*** Opening MATERIAL TO PROCESS ***

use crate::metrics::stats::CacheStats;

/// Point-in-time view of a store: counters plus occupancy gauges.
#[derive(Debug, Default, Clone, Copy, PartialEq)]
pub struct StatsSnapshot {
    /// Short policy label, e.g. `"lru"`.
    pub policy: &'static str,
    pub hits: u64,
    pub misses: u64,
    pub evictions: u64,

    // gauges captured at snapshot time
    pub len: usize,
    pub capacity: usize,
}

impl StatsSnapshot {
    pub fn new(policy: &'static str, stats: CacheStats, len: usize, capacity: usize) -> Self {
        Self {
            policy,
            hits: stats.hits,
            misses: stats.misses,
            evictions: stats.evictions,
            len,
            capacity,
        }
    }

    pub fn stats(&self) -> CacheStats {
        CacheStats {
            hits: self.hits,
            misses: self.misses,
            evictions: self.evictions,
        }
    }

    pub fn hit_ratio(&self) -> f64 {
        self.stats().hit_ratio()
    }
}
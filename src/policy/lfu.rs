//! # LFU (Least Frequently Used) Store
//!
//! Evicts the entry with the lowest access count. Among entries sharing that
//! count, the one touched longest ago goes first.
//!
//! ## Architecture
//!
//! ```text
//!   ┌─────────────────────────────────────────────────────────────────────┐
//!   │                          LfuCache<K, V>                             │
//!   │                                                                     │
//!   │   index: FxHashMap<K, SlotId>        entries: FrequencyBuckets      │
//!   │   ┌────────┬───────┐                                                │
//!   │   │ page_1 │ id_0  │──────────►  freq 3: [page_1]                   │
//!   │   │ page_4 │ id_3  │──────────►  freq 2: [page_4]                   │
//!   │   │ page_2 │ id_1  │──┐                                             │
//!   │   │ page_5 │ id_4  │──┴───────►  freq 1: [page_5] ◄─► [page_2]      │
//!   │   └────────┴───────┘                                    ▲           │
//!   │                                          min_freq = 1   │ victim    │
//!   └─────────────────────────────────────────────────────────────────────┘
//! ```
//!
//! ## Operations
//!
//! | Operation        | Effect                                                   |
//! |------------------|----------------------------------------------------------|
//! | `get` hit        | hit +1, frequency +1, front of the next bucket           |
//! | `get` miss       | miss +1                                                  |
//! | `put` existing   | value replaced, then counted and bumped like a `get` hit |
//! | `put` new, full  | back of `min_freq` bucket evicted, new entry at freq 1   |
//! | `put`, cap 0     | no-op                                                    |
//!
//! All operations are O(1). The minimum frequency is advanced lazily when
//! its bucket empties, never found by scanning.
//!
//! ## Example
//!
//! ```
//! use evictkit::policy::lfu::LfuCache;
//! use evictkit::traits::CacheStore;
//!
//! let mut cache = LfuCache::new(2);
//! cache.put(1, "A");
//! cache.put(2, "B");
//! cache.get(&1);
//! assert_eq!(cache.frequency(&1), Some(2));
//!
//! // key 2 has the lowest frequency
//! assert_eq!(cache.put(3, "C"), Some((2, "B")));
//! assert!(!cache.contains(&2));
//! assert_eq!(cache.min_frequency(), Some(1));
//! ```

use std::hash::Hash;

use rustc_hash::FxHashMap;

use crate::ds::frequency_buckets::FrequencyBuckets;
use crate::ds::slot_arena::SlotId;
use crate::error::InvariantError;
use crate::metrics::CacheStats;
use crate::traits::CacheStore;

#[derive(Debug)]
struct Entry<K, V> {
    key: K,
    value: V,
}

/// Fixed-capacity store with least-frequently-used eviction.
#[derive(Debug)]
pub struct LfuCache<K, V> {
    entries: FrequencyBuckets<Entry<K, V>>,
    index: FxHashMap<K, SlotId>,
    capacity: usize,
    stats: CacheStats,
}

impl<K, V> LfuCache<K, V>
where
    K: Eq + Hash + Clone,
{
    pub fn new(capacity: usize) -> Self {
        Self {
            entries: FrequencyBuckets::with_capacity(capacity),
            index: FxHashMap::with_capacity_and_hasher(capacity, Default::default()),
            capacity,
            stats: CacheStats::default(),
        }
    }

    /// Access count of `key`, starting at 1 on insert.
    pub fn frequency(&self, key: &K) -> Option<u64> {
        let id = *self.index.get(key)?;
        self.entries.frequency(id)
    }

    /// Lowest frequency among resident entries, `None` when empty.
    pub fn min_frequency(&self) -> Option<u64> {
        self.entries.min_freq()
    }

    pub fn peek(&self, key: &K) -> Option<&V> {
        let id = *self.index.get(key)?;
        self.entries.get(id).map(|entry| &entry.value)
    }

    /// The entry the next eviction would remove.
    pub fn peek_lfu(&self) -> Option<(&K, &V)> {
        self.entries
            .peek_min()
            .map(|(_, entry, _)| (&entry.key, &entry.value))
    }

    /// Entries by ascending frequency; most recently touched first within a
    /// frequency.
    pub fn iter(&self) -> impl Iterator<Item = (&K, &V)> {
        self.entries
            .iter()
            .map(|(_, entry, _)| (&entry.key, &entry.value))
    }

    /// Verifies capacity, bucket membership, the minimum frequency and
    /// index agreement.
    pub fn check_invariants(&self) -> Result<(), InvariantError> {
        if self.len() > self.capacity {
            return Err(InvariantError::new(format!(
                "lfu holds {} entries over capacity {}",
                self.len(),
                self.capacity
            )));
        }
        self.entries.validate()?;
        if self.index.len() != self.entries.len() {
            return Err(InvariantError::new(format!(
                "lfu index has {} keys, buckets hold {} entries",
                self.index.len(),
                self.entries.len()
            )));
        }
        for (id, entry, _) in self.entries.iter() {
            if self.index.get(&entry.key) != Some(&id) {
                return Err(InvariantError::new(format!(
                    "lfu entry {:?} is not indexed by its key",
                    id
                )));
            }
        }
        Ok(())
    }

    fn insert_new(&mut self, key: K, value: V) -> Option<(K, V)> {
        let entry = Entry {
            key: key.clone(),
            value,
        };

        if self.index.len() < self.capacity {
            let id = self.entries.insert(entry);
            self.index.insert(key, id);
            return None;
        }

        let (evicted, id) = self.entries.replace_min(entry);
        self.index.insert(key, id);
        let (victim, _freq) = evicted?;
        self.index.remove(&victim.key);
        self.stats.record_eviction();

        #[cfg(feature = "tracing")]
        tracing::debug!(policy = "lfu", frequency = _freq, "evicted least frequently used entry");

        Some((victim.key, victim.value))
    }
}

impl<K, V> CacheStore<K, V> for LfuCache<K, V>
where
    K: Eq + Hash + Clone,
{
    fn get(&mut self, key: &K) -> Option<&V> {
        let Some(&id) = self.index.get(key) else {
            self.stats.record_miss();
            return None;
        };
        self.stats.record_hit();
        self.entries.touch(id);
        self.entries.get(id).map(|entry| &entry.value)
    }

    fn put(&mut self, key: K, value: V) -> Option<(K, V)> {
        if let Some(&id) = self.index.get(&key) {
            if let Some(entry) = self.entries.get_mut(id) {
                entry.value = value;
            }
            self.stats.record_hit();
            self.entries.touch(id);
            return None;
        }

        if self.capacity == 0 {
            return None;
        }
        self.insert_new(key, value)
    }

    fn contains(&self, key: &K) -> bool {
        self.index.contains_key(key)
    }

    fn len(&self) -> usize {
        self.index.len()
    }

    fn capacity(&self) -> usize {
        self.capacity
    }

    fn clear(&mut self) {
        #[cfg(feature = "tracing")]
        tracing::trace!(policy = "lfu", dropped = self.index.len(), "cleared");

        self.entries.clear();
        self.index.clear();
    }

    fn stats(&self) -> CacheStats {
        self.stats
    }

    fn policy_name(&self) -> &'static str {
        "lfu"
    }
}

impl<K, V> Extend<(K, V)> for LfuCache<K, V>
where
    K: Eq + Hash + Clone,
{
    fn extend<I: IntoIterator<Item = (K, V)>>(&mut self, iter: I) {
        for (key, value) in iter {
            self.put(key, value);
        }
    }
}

*** Closing MATERIAL TO PROCESS ***

> YOUR TASK
Type out all of the records again, exactly.

> RESULT OF THE EXERCISE
use crate::metrics::stats::CacheStats;

/// Point-in-time view of a store: counters plus occupancy gauges.
#[derive(Debug, Default, Clone, Copy, PartialEq)]
pub struct StatsSnapshot {
    /// Short policy label, e.g. `"lru"`.
    pub policy: &'static str,
    pub hits: u64,
    pub misses: u64,
    pub evictions: u64,

    // gauges captured at snapshot time
    pub len: usize,
    pub capacity: usize,
}

impl StatsSnapshot {
    pub fn new(policy: &'static str, stats: CacheStats, len: usize, capacity: usize) -> Self {
        Self {
            policy,
            hits: stats.hits,
            misses: stats.misses,
            evictions: stats.evictions,
            len,
            capacity,
        }
    }

    pub fn stats(&self) -> CacheStats {
        CacheStats {
            hits: self.hits,
            misses: self.misses,
            evictions: self.evictions,
        }
    }

    pub fn hit_ratio(&self) -> f64 {
        self.stats().hit_ratio()
    }
}
filename src/policy/lfu.rs
//! # LFU (Least Frequently Used) Store
//!
//! Evicts the entry with the lowest access count. Among entries sharing that
//! count, the one touched longest ago goes first.
//!
//! ## Architecture
//!
//! ```text
//!   ┌─────────────────────────────────────────────────────────────────────┐
//!   │                          LfuCache<K, V>                             │
//!   │                                                                     │
//!   │   index: FxHashMap<K, SlotId>        entries: FrequencyBuckets      │
//!   │   ┌────────┬───────┐                                                │
//!   │   │ page_1 │ id_0  │──────────►  freq 3: [page_1]                   │
//!   │   │ page_4 │ id_3  │──────────►  freq 2: [page_4]                   │
//!   │   │ page_2 │ id_1  │──┐                                             │
//!   │   │ page_5 │ id_4  │──┴───────►  freq 1: [page_5] ◄─► [page_2]      │
//!   │   └────────┴───────┘                                    ▲           │
//!   │                                          min_freq = 1   │ victim    │
//!   └─────────────────────────────────────────────────────────────────────┘
//! ```
//!
//! ## Operations
//!
//! | Operation        | Effect                                                   |
//! |------------------|----------------------------------------------------------|
//! | `get` hit        | hit +1, frequency +1, front of the next bucket           |
//! | `get` miss       | miss +1                                                  |
//! | `put` existing   | value replaced, then counted and bumped like a `get` hit |
//! | `put` new, full  | back of `min_freq` bucket evicted, new entry at freq 1   |
//! | `put`, cap 0     | no-op                                                    |
//!
//! All operations are O(1). The minimum frequency is advanced lazily when
//! its bucket empties, never found by scanning.
//!
//! ## Example
//!
//! ```
//! use evictkit::policy::lfu::LfuCache;
//! use evictkit::traits::CacheStore;
//!
//! let mut cache = LfuCache::new(2);
//! cache.put(1, "A");
//! cache.put(2, "B");
//! cache.get(&1);
//! assert_eq!(cache.frequency(&1), Some(2));
//!
//! // key 2 has the lowest frequency
//! assert_eq!(cache.put(3, "C"), Some((2, "B")));
//! assert!(!cache.contains(&2));
//! assert_eq!(cache.min_frequency(), Some(1));
//! ```

use std::hash::Hash;

use rustc_hash::FxHashMap;

use crate::ds::frequency_buckets::FrequencyBuckets;
use crate::ds::slot_arena::SlotId;
use crate::error::InvariantError;
use crate::metrics::CacheStats;
use crate::traits::CacheStore;

#[derive(Debug)]
struct Entry<K, V> {
    key: K,
    value: V,
}

/// Fixed-capacity store with least-frequently-used eviction.
#[derive(Debug)]
pub struct LfuCache<K, V> {
    entries: FrequencyBuckets<Entry<K, V>>,
    index: FxHashMap<K, SlotId>,
    capacity: usize,
    stats: CacheStats,
}

impl<K, V> LfuCache<K, V>
where
    K: Eq + Hash + Clone,
{
    pub fn new(capacity: usize) -> Self {
        Self {
            entries: FrequencyBuckets::with_capacity(capacity),
            index: FxHashMap::with_capacity_and_hasher(capacity, Default::default()),
            capacity,
            stats: CacheStats::default(),
        }
    }

    /// Access count of `key`, starting at 1 on insert.
    pub fn frequency(&self, key: &K) -> Option<u64> {
        let id = *self.index.get(key)?;
        self.entries.frequency(id)
    }

    /// Lowest frequency among resident entries, `None` when empty.
    pub fn min_frequency(&self) -> Option<u64> {
        self.entries.min_freq()
    }

    pub fn peek(&self, key: &K) -> Option<&V> {
        let id = *self.index.get(key)?;
        self.entries.get(id).map(|entry| &entry.value)
    }

    /// The entry the next eviction would remove.
    pub fn peek_lfu(&self) -> Option<(&K, &V)> {
        self.entries
            .peek_min()
            .map(|(_, entry, _)| (&entry.key, &entry.value))
    }

    /// Entries by ascending frequency; most recently touched first within a
    /// frequency.
    pub fn iter(&self) -> impl Iterator<Item = (&K, &V)> {
        self.entries
            .iter()
            .map(|(_, entry, _)| (&entry.key, &entry.value))
    }

    /// Verifies capacity, bucket membership, the minimum frequency and
    /// index agreement.
    pub fn check_invariants(&self) -> Result<(), InvariantError> {
        if self.len() > self.capacity {
            return Err(InvariantError::new(format!(
                "lfu holds {} entries over capacity {}",
                self.len(),
                self.capacity
            )));
        }
        self.entries.validate()?;
        if self.index.len() != self.entries.len() {
            return Err(InvariantError::new(format!(
                "lfu index has {} keys, buckets hold {} entries",
                self.index.len(),
                self.entries.len()
            )));
        }
        for (id, entry, _) in self.entries.iter() {
            if self.index.get(&entry.key) != Some(&id) {
                return Err(InvariantError::new(format!(
                    "lfu entry {:?} is not indexed by its key",
                    id
                )));
            }
        }
        Ok(())
    }

    fn insert_new(&mut self, key: K, value: V) -> Option<(K, V)> {
        let entry = Entry {
            key: key.clone(),
            value,
        };

        if self.index.len() < self.capacity {
            let id = self.entries.insert(entry);
            self.index.insert(key, id);
            return None;
        }

        let (evicted, id) = self.entries.replace_min(entry);
        self.index.insert(key, id);
        let (victim, _freq) = evicted?;
        self.index.remove(&victim.key);
        self.stats.record_eviction();

        #[cfg(feature = "tracing")]
        tracing::debug!(policy = "lfu", frequency = _freq, "evicted least frequently used entry");

        Some((victim.key, victim.value))
    }
}

impl<K, V> CacheStore<K, V> for LfuCache<K, V>
where
    K: Eq + Hash + Clone,
{
    fn get(&mut self, key: &K) -> Option<&V> {
        let Some(&id) = self.index.get(key) else {
            self.stats.record_miss();
            return None;
        };
        self.stats.record_hit();
        self.entries.touch(id);
        self.entries.get(id).map(|entry| &entry.value)
    }

    fn put(&mut self, key: K, value: V) -> Option<(K, V)> {
        if let Some(&id) = self.index.get(&key) {
            if let Some(entry) = self.entries.get_mut(id) {
                entry.value = value;
            }
            self.stats.record_hit();
            self.entries.touch(id);
            return None;
        }

        if self.capacity == 0 {
            return None;
        }
        self.insert_new(key, value)
    }

    fn contains(&self, key: &K) -> bool {
        self.index.contains_key(key)
    }

    fn len(&self) -> usize {
        self.index.len()
    }

    fn capacity(&self) -> usize {
        self.capacity
    }

    fn clear(&mut self) {
        #[cfg(feature = "tracing")]
        tracing::trace!(policy = "lfu", dropped = self.index.len(), "cleared");

        self.entries.clear();
        self.index.clear();
    }

    fn stats(&self) -> CacheStats {
        self.stats
    }

    fn policy_name(&self) -> &'static str {
        "lfu"
    }
}

impl<K, V> Extend<(K, V)> for LfuCache<K, V>
where
    K: Eq + Hash + Clone,
{
    fn extend<I: IntoIterator<Item = (K, V)>>(&mut self, iter: I) {
        for (key, value) in iter {
            self.put(key, value);
        }
    }
}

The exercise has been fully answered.